Dne 17. 06. 21 v 20:02 Otto Urpelainen napsal(a):
Ken Dreyer kirjoitti 17.6.2021 klo 19.04:
On Thu, Jun 17, 2021 at 8:33 AM Richard Shaw <hobbes1...@gmail.com> wrote:

On Thu, Jun 17, 2021 at 7:22 AM Ewoud Kohl van Wijngaarden <ewoud+fed...@kohlvanwijngaarden.nl> wrote:


To be clear: I don't want to fiddle with the sources file, hence this
email. However, I would like to at least complete a local mockbuild
before uploading to the lookaside cache. It is my understanding that
new-sources always does this.


That's actually a nit I've been tempted to complain about. If I'm upgrading a package to a new version I update the spec file:

rpmdev-bumpspec -n <version> -c "Update to <version>." *.spec

And download the new source:

spectool -g *.spec

But then I have to upload the new source with 'fedpkg new-sources' if I don't want it to download the old version.

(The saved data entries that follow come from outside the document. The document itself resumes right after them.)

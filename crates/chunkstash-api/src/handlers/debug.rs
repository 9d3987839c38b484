//! Masked credential summary for deployment debugging.
//!
//! Values are reduced to `first4...last4` before they leave the process;
//! lengths go to the log so a misconfigured deployment can be diagnosed
//! without exposing a secret.

use axum::Json;
use chunkstash_core::config::{env_value, mask_secret};
use serde::Serialize;
use std::collections::BTreeMap;

#[derive(Debug, Serialize, utoipa::ToSchema)]
pub struct DebugInfo {
    pub discord_bot_token: String,
    pub discord_channel_id: String,
    pub telegram_bot_token: String,
    pub telegram_chat_id: String,
    pub supabase_url: String,
    pub supabase_anon_key: String,
    pub all_env_vars: BTreeMap<String, String>,
}

#[utoipa::path(
    get,
    path = "/api/debug",
    tag = "config",
    responses(
        (status = 200, description = "Masked credential summary", body = DebugInfo),
        (status = 405, description = "Method not allowed")
    )
)]
pub async fn get_debug() -> Json<DebugInfo> {
    let discord_token = env_value("DISCORD_BOT_TOKEN");
    let discord_channel = env_value("DISCORD_CHANNEL_ID");
    let telegram_token = env_value("TELEGRAM_BOT_TOKEN");
    let telegram_chat = env_value("TELEGRAM_CHAT_ID");
    let supabase_url = env_value("SUPABASE_URL");
    let supabase_key = env_value("SUPABASE_ANON_KEY");

    tracing::debug!(
        discord_bot_token_len = discord_token.len(),
        discord_channel_id_len = discord_channel.len(),
        telegram_bot_token_len = telegram_token.len(),
        telegram_chat_id_len = telegram_chat.len(),
        supabase_url_len = supabase_url.len(),
        supabase_anon_key_len = supabase_key.len(),
        "Environment variable summary"
    );

    Json(DebugInfo {
        discord_bot_token: mask_secret(&discord_token),
        discord_channel_id: mask_secret(&discord_channel),
        telegram_bot_token: mask_secret(&telegram_token),
        telegram_chat_id: mask_secret(&telegram_chat),
        supabase_url: mask_secret(&supabase_url),
        supabase_anon_key: mask_secret(&supabase_key),
        all_env_vars: BTreeMap::new(),
    })
}
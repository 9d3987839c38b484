//! Route configuration and setup

use crate::api_doc::ApiDoc;
use crate::handlers;
use crate::state::AppState;
use axum::{
    extract::DefaultBodyLimit,
    http::{header, Method},
    response::IntoResponse,
    routing::{get, post},
    Json, Router,
};
use chunkstash_core::Provider;
use std::sync::Arc;
use tower::limit::ConcurrencyLimitLayer;
use tower_http::cors::{Any, CorsLayer};
use tower_http::limit::RequestBodyLimitLayer;
use tower_http::trace::TraceLayer;
use utoipa::OpenApi;

/// Slack on top of the chunk ceiling for multipart framing and the text
/// fields riding along with the file part.
const MULTIPART_OVERHEAD_BYTES: usize = 64 * 1024;

/// Setup all application routes
pub fn build_router(state: Arc<AppState>) -> Router {
    // Every endpoint is CORS-open; the browser client is served from a
    // different origin. Preflight OPTIONS is answered by this layer.
    let cors = CorsLayer::new()
        .allow_origin(Any)
        .allow_methods([Method::GET, Method::POST, Method::OPTIONS])
        .allow_headers([header::CONTENT_TYPE]);

    // Server-level concurrency limit: every upload buffers up to the provider
    // ceiling in memory, so the deployment sizes this against available RAM.
    let http_concurrency_limit = std::env::var("HTTP_CONCURRENCY_LIMIT")
        .ok()
        .and_then(|s| s.parse::<usize>().ok())
        .unwrap_or(10_000)
        .max(1);
    tracing::info!(
        http_concurrency_limit = http_concurrency_limit,
        "HTTP concurrency limit layer enabled"
    );

    Router::new()
        .route("/health", get(liveness_check))
        .route("/api/config", get(handlers::config::get_config))
        .route("/api/debug", get(handlers::debug::get_debug))
        .route(
            "/api/discord",
            post(handlers::upload::discord_upload).layer(DefaultBodyLimit::max(
                Provider::Discord.max_chunk_bytes() + MULTIPART_OVERHEAD_BYTES,
            )),
        )
        .route(
            "/api/telegram",
            post(handlers::upload::telegram_upload).layer(DefaultBodyLimit::max(
                Provider::Telegram.max_chunk_bytes() + MULTIPART_OVERHEAD_BYTES,
            )),
        )
        .route("/api/download", post(handlers::download::download_chunk))
        .route("/api/upload", post(handlers::upload::generic_upload))
        .route("/api/openapi.json", get(openapi_spec))
        .nest(
            "/docs",
            utoipa_rapidoc::RapiDoc::new("/api/openapi.json")
                .path("/docs")
                .into(),
        )
        .layer(ConcurrencyLimitLayer::new(http_concurrency_limit))
        .layer(RequestBodyLimitLayer::new(
            Provider::Telegram.max_chunk_bytes() + MULTIPART_OVERHEAD_BYTES,
        ))
        .layer(cors)
        .layer(TraceLayer::new_for_http())
        .with_state(state)
}

/// Liveness probe - process is running.
async fn liveness_check() -> impl IntoResponse {
    Json(serde_json::json!({ "status": "alive" }))
}

async fn openapi_spec() -> Json<utoipa::openapi::OpenApi> {
    Json(ApiDoc::openapi())
}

Yeah, the way I deal with this is I zero out the sources file, like ">
sources". Or another alternative that I use sometimes is "sha512sum
--tag", like:

   sha512sum --tag kstart-4.2.tar.gz > sources

Hi Ewould and everybody,

I am a bit confused about this discussion. My fedpkg does not care about the 'sources' file or the lookaside cache at all on 'fedpkg mockbuild'.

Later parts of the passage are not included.